WORK ITEM:
Copy each line of the records below that mentions the word "union".

Stored data entries
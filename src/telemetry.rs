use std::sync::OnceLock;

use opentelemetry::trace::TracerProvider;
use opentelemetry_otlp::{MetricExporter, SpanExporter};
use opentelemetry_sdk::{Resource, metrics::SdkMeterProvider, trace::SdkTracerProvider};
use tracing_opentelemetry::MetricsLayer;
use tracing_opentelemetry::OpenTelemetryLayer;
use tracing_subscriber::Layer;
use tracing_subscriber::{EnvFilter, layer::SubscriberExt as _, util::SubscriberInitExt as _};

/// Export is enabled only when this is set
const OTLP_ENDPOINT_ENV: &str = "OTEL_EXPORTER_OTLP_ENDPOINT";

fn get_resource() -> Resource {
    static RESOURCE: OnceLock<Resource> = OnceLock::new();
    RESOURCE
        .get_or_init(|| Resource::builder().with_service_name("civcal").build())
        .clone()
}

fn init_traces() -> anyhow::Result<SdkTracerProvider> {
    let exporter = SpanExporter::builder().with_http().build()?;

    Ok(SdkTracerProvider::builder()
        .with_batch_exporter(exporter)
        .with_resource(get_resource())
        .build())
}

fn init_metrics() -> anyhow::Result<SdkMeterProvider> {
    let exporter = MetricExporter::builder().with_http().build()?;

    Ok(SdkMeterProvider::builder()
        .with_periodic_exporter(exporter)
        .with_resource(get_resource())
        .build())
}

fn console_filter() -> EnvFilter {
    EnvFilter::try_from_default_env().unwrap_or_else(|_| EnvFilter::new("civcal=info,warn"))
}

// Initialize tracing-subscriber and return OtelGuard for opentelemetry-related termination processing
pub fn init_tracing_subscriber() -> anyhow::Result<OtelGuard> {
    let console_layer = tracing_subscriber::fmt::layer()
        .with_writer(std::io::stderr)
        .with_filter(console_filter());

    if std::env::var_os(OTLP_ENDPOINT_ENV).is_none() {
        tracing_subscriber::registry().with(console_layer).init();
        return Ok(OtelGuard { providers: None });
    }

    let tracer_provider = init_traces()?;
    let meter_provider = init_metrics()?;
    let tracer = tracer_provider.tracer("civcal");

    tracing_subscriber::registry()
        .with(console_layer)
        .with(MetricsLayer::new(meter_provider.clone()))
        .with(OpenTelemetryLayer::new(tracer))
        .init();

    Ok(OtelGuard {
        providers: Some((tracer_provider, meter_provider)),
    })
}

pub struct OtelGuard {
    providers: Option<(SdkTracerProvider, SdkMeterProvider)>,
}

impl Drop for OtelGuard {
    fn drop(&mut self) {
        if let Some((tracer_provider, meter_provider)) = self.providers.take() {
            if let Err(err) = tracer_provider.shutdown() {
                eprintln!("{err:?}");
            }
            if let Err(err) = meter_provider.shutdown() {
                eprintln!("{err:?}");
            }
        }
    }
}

==

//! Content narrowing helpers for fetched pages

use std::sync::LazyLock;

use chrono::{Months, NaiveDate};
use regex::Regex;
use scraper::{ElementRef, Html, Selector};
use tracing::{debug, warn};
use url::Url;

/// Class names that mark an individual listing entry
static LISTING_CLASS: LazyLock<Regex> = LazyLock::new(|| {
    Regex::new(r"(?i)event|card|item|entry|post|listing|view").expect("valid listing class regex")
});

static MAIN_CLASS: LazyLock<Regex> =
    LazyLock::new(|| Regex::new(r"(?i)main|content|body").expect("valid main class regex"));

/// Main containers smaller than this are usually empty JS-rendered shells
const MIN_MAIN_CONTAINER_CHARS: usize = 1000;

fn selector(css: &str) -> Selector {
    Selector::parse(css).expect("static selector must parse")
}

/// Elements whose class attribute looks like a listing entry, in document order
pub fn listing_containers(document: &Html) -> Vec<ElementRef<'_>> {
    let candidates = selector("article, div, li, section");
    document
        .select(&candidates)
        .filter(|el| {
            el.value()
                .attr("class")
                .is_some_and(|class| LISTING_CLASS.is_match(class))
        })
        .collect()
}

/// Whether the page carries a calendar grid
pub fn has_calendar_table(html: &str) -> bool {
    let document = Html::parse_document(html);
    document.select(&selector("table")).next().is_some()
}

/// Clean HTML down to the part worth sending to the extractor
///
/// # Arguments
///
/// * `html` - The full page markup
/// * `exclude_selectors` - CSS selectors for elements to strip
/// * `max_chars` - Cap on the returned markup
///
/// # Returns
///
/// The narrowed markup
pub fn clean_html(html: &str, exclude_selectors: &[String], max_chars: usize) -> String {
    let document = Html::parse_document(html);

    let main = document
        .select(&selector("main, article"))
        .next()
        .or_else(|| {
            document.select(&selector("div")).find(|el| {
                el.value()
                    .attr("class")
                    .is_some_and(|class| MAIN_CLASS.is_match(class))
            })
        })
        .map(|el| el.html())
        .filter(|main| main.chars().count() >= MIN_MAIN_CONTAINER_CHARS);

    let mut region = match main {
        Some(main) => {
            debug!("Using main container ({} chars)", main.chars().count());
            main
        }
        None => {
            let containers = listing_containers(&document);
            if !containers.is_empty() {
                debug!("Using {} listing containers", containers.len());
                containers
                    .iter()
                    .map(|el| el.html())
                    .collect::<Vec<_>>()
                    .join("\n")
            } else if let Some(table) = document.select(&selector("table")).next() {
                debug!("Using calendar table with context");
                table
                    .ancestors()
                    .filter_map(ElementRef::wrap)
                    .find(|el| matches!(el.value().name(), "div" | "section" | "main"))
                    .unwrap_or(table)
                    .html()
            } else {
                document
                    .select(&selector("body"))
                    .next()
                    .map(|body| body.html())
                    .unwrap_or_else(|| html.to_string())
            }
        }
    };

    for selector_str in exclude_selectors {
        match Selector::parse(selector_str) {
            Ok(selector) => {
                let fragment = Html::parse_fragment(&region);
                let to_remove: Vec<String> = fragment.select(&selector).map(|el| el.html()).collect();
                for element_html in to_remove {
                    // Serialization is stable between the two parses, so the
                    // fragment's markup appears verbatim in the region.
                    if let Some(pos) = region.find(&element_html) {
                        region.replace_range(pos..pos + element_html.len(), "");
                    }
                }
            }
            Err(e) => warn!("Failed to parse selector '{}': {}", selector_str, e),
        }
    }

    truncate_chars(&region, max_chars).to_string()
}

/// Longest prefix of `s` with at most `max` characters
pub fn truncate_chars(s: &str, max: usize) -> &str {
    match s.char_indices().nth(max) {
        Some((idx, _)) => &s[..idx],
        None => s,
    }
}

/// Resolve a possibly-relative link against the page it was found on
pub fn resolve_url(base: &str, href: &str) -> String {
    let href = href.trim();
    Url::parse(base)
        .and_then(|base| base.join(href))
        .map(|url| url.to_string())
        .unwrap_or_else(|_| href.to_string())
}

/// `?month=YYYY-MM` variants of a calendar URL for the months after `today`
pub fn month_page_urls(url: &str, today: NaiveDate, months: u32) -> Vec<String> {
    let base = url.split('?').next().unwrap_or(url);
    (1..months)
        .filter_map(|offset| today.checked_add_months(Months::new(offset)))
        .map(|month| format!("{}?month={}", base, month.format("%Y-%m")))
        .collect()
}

* * *

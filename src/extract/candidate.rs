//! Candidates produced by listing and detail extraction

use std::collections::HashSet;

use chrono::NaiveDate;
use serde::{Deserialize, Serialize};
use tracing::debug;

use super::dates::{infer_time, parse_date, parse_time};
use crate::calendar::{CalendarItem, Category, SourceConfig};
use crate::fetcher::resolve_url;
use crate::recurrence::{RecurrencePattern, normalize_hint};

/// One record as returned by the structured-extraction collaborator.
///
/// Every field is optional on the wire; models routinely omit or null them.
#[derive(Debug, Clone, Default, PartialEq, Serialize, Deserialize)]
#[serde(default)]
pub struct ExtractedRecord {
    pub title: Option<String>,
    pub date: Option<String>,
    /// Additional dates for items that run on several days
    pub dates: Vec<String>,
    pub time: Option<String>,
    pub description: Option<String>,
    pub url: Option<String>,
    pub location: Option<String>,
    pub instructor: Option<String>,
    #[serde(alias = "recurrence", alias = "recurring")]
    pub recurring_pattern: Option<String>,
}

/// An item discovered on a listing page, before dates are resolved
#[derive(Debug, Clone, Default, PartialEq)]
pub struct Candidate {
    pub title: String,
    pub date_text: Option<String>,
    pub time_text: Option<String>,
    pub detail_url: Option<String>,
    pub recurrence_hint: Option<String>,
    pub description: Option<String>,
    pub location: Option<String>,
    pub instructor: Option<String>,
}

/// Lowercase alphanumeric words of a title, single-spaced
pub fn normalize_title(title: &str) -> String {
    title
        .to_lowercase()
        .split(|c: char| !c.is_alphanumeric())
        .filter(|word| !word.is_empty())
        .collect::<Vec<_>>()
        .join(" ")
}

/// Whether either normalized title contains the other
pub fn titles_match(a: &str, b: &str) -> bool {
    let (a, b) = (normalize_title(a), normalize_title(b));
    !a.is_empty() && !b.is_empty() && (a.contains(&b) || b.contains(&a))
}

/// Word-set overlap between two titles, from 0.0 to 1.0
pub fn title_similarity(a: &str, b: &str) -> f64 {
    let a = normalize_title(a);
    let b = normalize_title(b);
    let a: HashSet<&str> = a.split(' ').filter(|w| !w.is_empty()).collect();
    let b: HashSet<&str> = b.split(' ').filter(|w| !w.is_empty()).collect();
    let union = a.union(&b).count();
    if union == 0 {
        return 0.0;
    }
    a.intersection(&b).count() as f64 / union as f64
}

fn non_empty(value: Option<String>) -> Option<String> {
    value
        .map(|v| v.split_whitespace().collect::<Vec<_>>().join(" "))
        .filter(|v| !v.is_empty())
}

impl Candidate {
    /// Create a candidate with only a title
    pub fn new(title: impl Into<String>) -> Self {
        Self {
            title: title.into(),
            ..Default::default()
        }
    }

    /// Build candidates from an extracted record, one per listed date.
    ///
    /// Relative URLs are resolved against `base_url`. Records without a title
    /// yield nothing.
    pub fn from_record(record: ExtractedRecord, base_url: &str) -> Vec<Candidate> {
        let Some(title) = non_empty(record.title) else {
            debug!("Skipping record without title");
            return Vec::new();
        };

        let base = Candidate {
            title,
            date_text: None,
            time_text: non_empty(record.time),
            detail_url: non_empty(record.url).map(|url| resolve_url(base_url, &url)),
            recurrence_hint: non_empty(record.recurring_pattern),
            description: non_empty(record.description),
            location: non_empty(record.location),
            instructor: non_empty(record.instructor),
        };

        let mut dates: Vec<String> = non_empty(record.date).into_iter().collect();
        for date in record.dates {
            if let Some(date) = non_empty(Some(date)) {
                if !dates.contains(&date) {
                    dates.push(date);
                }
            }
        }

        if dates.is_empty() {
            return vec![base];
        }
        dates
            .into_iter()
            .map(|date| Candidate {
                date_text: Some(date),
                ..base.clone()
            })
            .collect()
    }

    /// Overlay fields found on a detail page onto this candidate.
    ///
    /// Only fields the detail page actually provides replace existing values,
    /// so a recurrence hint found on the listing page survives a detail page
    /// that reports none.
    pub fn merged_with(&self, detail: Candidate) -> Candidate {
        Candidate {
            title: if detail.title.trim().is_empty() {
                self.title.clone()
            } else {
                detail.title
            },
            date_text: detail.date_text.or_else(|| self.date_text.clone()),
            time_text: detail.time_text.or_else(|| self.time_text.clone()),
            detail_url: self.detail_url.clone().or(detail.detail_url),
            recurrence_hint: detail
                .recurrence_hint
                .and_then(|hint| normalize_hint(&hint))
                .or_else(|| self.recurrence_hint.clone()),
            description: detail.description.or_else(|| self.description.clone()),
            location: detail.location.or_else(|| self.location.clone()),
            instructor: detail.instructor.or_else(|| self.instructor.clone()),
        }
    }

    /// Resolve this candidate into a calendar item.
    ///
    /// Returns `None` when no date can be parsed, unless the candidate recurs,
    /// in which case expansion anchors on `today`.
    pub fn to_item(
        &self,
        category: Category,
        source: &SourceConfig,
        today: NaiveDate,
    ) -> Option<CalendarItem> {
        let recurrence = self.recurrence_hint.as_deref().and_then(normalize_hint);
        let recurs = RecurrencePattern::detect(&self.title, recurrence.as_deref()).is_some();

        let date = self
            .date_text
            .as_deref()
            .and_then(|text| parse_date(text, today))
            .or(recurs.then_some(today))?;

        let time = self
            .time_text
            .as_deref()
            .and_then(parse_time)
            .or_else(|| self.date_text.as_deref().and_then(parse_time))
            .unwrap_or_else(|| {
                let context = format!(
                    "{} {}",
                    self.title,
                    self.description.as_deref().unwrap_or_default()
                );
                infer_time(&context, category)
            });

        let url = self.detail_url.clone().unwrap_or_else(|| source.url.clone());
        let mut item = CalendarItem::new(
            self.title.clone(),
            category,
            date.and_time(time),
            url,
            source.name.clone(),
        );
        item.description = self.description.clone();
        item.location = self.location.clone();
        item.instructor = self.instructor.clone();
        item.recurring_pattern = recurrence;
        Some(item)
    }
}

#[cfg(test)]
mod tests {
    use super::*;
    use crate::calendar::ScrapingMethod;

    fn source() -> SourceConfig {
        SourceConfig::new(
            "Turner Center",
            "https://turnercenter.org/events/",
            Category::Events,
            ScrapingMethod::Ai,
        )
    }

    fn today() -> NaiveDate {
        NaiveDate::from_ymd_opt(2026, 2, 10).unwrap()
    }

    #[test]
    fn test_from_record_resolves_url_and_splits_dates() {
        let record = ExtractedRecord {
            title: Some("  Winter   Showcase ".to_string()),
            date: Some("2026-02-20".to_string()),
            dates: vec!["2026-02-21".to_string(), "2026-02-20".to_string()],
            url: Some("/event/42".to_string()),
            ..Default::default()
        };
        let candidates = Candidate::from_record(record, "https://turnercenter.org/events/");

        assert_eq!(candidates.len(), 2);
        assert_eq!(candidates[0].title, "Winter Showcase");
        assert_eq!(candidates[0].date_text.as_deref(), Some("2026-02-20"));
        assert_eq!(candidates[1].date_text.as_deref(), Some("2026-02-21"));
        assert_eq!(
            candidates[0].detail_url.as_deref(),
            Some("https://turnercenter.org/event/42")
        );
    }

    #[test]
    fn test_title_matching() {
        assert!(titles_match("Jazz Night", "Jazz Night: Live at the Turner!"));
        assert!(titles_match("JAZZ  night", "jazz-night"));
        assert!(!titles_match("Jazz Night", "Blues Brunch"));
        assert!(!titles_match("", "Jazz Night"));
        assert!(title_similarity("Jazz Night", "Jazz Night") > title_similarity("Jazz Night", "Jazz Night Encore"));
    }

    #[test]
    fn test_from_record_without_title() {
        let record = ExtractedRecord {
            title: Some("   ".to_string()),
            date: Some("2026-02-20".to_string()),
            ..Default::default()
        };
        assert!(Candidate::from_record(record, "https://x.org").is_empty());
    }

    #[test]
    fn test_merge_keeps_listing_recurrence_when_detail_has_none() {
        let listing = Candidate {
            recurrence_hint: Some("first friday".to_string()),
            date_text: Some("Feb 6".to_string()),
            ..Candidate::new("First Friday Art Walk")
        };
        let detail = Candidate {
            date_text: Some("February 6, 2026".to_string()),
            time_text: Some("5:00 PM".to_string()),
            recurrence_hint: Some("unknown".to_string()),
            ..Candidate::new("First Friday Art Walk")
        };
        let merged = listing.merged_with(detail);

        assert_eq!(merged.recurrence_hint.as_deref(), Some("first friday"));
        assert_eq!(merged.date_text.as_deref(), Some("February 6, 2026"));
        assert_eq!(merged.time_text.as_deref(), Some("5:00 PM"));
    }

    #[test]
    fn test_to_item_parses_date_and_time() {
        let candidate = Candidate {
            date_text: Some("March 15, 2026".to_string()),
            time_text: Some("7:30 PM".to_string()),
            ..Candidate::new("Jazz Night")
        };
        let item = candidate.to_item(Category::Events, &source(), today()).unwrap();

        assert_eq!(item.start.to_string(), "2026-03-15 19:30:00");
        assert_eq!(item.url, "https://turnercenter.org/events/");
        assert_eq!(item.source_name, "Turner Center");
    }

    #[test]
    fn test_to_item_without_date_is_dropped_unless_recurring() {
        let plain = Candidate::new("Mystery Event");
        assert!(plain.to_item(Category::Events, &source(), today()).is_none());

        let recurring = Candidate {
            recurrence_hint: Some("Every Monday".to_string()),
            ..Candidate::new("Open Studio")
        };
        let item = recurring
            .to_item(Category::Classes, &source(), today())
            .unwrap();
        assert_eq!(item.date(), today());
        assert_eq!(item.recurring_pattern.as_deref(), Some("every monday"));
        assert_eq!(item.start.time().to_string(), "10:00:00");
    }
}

SOLUTION:
    let union = a.union(&b).count();
    if union == 0 {
    a.intersection(&b).count() as f64 / union as f64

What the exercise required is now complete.